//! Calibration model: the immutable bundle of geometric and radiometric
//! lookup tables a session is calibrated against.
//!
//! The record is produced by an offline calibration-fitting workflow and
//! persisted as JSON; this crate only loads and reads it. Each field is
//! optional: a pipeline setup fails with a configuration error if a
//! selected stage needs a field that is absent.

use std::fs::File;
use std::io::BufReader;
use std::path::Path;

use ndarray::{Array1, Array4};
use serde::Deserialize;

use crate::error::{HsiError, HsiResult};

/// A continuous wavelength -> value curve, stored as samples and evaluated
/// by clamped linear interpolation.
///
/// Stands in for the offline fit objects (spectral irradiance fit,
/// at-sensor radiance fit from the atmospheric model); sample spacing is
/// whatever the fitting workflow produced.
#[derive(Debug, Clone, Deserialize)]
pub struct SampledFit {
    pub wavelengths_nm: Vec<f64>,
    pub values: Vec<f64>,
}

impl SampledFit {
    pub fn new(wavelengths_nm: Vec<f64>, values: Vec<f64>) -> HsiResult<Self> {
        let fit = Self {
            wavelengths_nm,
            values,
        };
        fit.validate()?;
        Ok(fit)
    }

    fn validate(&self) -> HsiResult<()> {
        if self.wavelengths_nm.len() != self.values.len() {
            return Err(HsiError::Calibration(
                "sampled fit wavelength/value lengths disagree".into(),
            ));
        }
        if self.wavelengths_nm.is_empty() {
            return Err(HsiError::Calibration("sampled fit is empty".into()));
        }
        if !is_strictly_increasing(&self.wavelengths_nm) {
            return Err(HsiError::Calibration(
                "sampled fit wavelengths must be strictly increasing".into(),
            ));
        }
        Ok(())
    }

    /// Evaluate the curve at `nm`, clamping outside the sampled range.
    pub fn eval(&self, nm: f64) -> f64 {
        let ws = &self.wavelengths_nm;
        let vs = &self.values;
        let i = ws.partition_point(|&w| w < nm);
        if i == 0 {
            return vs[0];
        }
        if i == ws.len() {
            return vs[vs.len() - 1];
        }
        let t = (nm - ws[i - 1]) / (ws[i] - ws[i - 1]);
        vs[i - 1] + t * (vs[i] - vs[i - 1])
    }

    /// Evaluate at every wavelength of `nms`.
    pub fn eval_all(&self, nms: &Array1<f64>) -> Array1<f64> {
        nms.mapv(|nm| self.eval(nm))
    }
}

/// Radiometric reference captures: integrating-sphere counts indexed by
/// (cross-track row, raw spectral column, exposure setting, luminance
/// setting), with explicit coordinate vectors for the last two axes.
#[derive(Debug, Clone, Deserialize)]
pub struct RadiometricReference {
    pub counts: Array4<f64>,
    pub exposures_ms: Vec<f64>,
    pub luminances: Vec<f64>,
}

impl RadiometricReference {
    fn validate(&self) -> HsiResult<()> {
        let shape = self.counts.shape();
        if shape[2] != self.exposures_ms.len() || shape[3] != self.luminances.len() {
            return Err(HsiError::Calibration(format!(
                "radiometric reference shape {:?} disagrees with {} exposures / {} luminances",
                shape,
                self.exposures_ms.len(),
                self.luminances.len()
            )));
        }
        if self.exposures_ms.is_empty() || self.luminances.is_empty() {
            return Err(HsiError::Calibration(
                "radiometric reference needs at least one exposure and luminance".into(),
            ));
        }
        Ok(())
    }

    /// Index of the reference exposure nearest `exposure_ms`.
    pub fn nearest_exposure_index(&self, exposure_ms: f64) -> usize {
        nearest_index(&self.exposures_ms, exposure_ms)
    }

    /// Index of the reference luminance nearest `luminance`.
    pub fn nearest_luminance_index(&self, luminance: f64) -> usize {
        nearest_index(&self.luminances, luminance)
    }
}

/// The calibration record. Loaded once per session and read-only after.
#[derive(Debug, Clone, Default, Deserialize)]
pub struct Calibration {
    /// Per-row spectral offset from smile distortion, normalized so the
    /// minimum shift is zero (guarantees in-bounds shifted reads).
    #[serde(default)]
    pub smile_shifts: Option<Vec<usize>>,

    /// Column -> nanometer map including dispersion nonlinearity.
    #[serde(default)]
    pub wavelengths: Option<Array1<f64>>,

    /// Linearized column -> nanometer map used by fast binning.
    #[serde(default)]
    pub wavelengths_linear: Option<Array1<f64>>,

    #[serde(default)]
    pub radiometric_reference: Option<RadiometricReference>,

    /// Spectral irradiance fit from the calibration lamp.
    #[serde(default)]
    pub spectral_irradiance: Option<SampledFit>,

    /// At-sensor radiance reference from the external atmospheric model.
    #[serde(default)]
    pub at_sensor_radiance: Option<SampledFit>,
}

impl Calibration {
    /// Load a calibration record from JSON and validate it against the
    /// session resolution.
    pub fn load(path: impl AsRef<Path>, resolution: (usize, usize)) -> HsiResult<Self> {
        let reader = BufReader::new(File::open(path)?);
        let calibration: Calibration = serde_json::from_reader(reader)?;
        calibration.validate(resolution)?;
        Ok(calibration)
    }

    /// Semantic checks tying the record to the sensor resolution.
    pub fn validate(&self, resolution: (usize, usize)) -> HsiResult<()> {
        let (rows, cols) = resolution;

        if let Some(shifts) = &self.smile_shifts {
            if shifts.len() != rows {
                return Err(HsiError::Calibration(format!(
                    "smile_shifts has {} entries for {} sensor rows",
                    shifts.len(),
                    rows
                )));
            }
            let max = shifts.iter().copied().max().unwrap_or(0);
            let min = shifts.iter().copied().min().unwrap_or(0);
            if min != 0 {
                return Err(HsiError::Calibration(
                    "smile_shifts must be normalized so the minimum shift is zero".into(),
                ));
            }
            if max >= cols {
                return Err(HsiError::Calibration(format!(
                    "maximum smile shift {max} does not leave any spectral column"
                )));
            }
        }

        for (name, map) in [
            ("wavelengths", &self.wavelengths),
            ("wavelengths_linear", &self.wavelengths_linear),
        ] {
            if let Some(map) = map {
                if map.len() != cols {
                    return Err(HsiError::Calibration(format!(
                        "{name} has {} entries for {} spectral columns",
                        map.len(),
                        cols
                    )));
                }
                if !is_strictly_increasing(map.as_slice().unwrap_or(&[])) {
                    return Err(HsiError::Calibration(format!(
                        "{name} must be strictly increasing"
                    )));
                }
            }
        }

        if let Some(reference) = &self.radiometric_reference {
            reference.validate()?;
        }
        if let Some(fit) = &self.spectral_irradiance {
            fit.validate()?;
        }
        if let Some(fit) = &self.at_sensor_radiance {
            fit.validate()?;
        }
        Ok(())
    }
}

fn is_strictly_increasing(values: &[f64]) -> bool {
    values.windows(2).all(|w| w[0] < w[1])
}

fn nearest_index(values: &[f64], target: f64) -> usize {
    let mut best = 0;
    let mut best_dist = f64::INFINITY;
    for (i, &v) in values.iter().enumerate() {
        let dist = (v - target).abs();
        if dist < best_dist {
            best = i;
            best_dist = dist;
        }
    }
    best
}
------------------------------------------------------------------------
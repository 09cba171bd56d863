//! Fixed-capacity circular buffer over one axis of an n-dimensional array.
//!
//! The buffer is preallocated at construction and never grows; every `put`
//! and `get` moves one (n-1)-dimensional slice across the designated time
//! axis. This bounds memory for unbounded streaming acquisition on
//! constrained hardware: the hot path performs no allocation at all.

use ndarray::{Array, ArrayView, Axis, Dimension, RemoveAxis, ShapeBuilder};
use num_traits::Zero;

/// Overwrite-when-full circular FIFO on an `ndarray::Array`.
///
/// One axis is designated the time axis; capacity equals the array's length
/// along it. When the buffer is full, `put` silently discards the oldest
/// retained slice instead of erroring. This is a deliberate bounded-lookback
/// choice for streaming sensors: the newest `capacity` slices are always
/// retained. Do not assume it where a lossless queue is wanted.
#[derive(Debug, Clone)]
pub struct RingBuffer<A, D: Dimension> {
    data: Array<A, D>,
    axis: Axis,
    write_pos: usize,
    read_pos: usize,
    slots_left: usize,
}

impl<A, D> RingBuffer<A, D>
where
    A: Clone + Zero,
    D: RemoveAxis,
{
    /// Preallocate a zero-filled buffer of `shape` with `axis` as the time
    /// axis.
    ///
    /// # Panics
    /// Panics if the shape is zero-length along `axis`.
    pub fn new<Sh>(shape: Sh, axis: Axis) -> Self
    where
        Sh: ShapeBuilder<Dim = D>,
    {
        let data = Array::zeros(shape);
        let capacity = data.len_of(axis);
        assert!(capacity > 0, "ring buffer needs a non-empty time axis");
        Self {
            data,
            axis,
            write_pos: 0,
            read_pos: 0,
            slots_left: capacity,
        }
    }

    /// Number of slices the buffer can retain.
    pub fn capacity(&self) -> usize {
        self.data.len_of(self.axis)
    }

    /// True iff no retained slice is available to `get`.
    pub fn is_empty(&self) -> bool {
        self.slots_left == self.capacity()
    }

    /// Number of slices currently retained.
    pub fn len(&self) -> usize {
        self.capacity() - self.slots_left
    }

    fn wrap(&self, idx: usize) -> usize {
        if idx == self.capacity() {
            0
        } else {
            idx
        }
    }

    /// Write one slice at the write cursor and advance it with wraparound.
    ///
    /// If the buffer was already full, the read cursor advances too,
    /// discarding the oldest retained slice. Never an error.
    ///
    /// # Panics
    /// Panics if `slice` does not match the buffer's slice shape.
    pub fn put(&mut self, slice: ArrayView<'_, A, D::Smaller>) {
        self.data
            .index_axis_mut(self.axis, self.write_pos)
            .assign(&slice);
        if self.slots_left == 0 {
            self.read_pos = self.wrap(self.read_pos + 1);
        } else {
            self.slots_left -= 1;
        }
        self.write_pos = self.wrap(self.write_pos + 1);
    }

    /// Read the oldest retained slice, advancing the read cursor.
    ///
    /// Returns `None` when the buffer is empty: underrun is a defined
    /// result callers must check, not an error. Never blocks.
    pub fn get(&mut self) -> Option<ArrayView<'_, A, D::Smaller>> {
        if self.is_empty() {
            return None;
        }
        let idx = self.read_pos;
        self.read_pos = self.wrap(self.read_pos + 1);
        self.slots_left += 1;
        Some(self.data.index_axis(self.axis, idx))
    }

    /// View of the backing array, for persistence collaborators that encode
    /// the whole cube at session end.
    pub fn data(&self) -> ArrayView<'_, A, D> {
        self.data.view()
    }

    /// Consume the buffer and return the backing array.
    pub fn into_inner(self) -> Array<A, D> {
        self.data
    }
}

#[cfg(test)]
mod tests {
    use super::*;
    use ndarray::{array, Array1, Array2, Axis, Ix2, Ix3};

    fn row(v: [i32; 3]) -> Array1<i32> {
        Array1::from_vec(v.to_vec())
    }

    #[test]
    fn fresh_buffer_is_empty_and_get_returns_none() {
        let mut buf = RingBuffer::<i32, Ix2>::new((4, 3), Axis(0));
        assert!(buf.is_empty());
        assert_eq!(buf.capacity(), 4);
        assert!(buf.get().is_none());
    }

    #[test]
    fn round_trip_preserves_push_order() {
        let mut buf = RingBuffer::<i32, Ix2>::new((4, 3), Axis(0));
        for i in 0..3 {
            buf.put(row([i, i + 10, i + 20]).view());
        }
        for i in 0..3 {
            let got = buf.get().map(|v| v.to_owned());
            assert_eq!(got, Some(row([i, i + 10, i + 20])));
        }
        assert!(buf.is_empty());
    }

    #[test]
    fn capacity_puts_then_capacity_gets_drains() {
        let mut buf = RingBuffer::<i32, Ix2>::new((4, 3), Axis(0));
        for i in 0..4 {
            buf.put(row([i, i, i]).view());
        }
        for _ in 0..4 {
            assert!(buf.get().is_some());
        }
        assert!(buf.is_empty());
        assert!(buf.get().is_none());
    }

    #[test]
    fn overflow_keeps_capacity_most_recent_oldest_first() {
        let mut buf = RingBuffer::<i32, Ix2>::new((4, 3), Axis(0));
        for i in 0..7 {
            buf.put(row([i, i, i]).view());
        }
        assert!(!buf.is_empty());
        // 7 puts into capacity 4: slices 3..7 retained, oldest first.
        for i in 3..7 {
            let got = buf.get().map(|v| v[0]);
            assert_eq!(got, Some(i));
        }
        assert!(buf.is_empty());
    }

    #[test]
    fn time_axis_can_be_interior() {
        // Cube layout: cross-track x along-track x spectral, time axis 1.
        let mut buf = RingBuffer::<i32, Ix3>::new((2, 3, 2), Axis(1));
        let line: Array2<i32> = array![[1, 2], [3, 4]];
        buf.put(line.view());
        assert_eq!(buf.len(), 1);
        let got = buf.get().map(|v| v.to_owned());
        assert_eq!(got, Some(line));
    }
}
------------------------------------------------------------------------
From the records above, print only the lines between the one holding "geometric and radiometric" and the one holding "if self.wavelengths_nm.len() != self.values.len()", inclusive, exactly as they stand.

* _RESPONSE AREA_
//! Calibration model: the immutable bundle of geometric and radiometric
//! lookup tables a session is calibrated against.
//!
//! The record is produced by an offline calibration-fitting workflow and
//! persisted as JSON; this crate only loads and reads it. Each field is
//! optional: a pipeline setup fails with a configuration error if a
//! selected stage needs a field that is absent.

use std::fs::File;
use std::io::BufReader;
use std::path::Path;

use ndarray::{Array1, Array4};
use serde::Deserialize;

use crate::error::{HsiError, HsiResult};

/// A continuous wavelength -> value curve, stored as samples and evaluated
/// by clamped linear interpolation.
///
/// Stands in for the offline fit objects (spectral irradiance fit,
/// at-sensor radiance fit from the atmospheric model); sample spacing is
/// whatever the fitting workflow produced.
#[derive(Debug, Clone, Deserialize)]
pub struct SampledFit {
    pub wavelengths_nm: Vec<f64>,
    pub values: Vec<f64>,
}

impl SampledFit {
    pub fn new(wavelengths_nm: Vec<f64>, values: Vec<f64>) -> HsiResult<Self> {
        let fit = Self {
            wavelengths_nm,
            values,
        };
        fit.validate()?;
        Ok(fit)
    }

    fn validate(&self) -> HsiResult<()> {
        if self.wavelengths_nm.len() != self.values.len() {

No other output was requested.